1. Identify the Gene and Specific Splice Isoform of Interest
NOTE: Here, we demonstrate the use of Ensembl15 to identify the consensus sequence for the gene of interest which is associated with the pathogenesis of the disease of interest (i.e. KCNQ1 mutations are associated with LQTS). Alternatives to Ensembl include RefSeq via the National Center for Biotechnology Information (NCBI)16 and the University of California, Santa Cruz (UCSC) Human Genome Browser17 (see Table of Materials).
2. Create the Experimental Genetic Variant Database (the "Signal")
NOTE: Here, we demonstrate how to create a database of disease-associated variants in the gene of interest with the frequency of the disease-associated variants among individuals with the disease of interest. This database can take many forms and represents the "signal" (phenotype-positive genetic variation) which will be normalized against the control variant database. This can include 1) disease-associated variants for comparison against VUSs to identify novel functional domains of the protein and/or 2) VUSs, including incidentally identified VUSs, to compare against disease-associated variants to determine likelihood of pathogenicity. Disease-associated variants in KCNQ1 will be presented for illustration; however, the method is the same for analysis of incidentally-identified VUSs or any other set of experimental variants.
3. Create the Control Genetic Variant Database (the "Noise")

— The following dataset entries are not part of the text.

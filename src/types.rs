use chrono::{DateTime, Utc};
use serde::{Deserialize, Serialize};
use std::fmt;
use std::path::PathBuf;

/// One of the four reporting periods of a year.
#[derive(Debug, Clone, Copy, PartialEq, Eq, PartialOrd, Ord, Hash, Serialize, Deserialize)]
#[serde(try_from = "u8", into = "u8")]
pub struct Quarter(u8);

impl Quarter {
    pub fn new(value: u8) -> Option<Self> {
        (1..=4).contains(&value).then_some(Self(value))
    }

    pub fn get(self) -> u8 {
        self.0
    }
}

impl TryFrom<u8> for Quarter {
    type Error = String;

    fn try_from(value: u8) -> Result<Self, Self::Error> {
        Quarter::new(value).ok_or_else(|| format!("quarter out of range: {value}"))
    }
}

impl From<Quarter> for u8 {
    fn from(q: Quarter) -> u8 {
        q.0
    }
}

impl fmt::Display for Quarter {
    fn fmt(&self, f: &mut fmt::Formatter<'_>) -> fmt::Result {
        write!(f, "Q{}", self.0)
    }
}

/// Reporting period key used to rank catalog entries.
#[derive(Debug, Clone, Copy, PartialEq, Eq, PartialOrd, Ord, Hash, Serialize, Deserialize)]
pub struct Period {
    pub year: i32,
    pub quarter: Quarter,
}

impl fmt::Display for Period {
    fn fmt(&self, f: &mut fmt::Formatter<'_>) -> fmt::Result {
        write!(f, "{}{}", self.year, self.quarter)
    }
}

/// A remote archive attributed to a reporting period.
#[derive(Debug, Clone, PartialEq, Eq, Serialize, Deserialize)]
pub struct CatalogEntry {
    pub year: i32,
    pub quarter: Quarter,
    pub remote_url: String,
}

impl CatalogEntry {
    pub fn period(&self) -> Period {
        Period {
            year: self.year,
            quarter: self.quarter,
        }
    }
}

/// One statement line reduced to entity, period and amount.
#[derive(Debug, Clone, PartialEq)]
pub struct DisclosureRow {
    pub registry_id: String,
    pub year: Option<i32>,
    pub quarter: Option<u8>,
    pub amount: Option<f64>,
}

/// Per-(legal name, region) statistics over validated amounts.
#[derive(Debug, Clone, PartialEq)]
pub struct Aggregate {
    pub legal_name: String,
    pub region: String,
    pub total: f64,
    pub mean: f64,
    pub stddev: Option<f64>,
}

/// A file streamed to local storage.
#[derive(Debug, Clone, Serialize, Deserialize)]
pub struct DownloadedFile {
    pub url: String,
    pub path: PathBuf,
    pub bytes: u64,
    pub sha256: String,
    pub fetched_at: DateTime<Utc>,
}

#[cfg(test)]
mod tests {
    use super::*;

    #[test]
    fn quarter_rejects_out_of_range() {
        assert!(Quarter::new(0).is_none());
        assert!(Quarter::new(5).is_none());
        assert_eq!(Quarter::new(4).map(Quarter::get), Some(4));
    }

    #[test]
    fn quarter_deserialization_is_checked() {
        assert!(serde_json::from_str::<Quarter>("3").is_ok());
        assert!(serde_json::from_str::<Quarter>("7").is_err());
    }

    #[test]
    fn periods_order_by_year_then_quarter() {
        let a = Period { year: 2022, quarter: Quarter::new(4).unwrap() };
        let b = Period { year: 2023, quarter: Quarter::new(1).unwrap() };
        assert!(a < b);
        assert_eq!(b.to_string(), "2023Q1");
    }
}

NOTE: Here, we demonstrate how to create a database of control variants in the gene of interest with an associated frequency in a control population. This database represents the "noise" (phenotype-negative, population-based genetic variation) which is the background against which the experimental variant database will be normalized. This is referred to as "control" variation.
4. Amino Acid Level Signal-to-noise Calculation and Mapping
5. Protein Domain Topology Overlay
6. Variant Position Overlay
A representative result for amino acid-level signal to noise analysis for KCNQ1 is depicted in Figure 6. In this example, rare variants identified in the GnomAD cohort (control cohort), incidentally-identified WES variants (experimental cohort #1), and LQTS case-associated variants deemed likely disease-associated (experimental cohort #2) are depicted. Further, the signal-to-noise analysis comparing the WES and LQTS cohort variant frequency normalized against GnomAD variant frequency is depicted. LQTS-associated variants demonstrated high signal-to-noise ratios in domains corresponding with the channel pore, selectivity filter, and the KCNE1-binding domain. In comparison, incidentally identified variants in the WES cohort did not clearly demonstrate specific regions of high signal-to-noise elevation, suggesting that these variants reflect background genetic variation. This example did not utilize variant MAFs as noted above; however, it demonstrates all of the same principles as described.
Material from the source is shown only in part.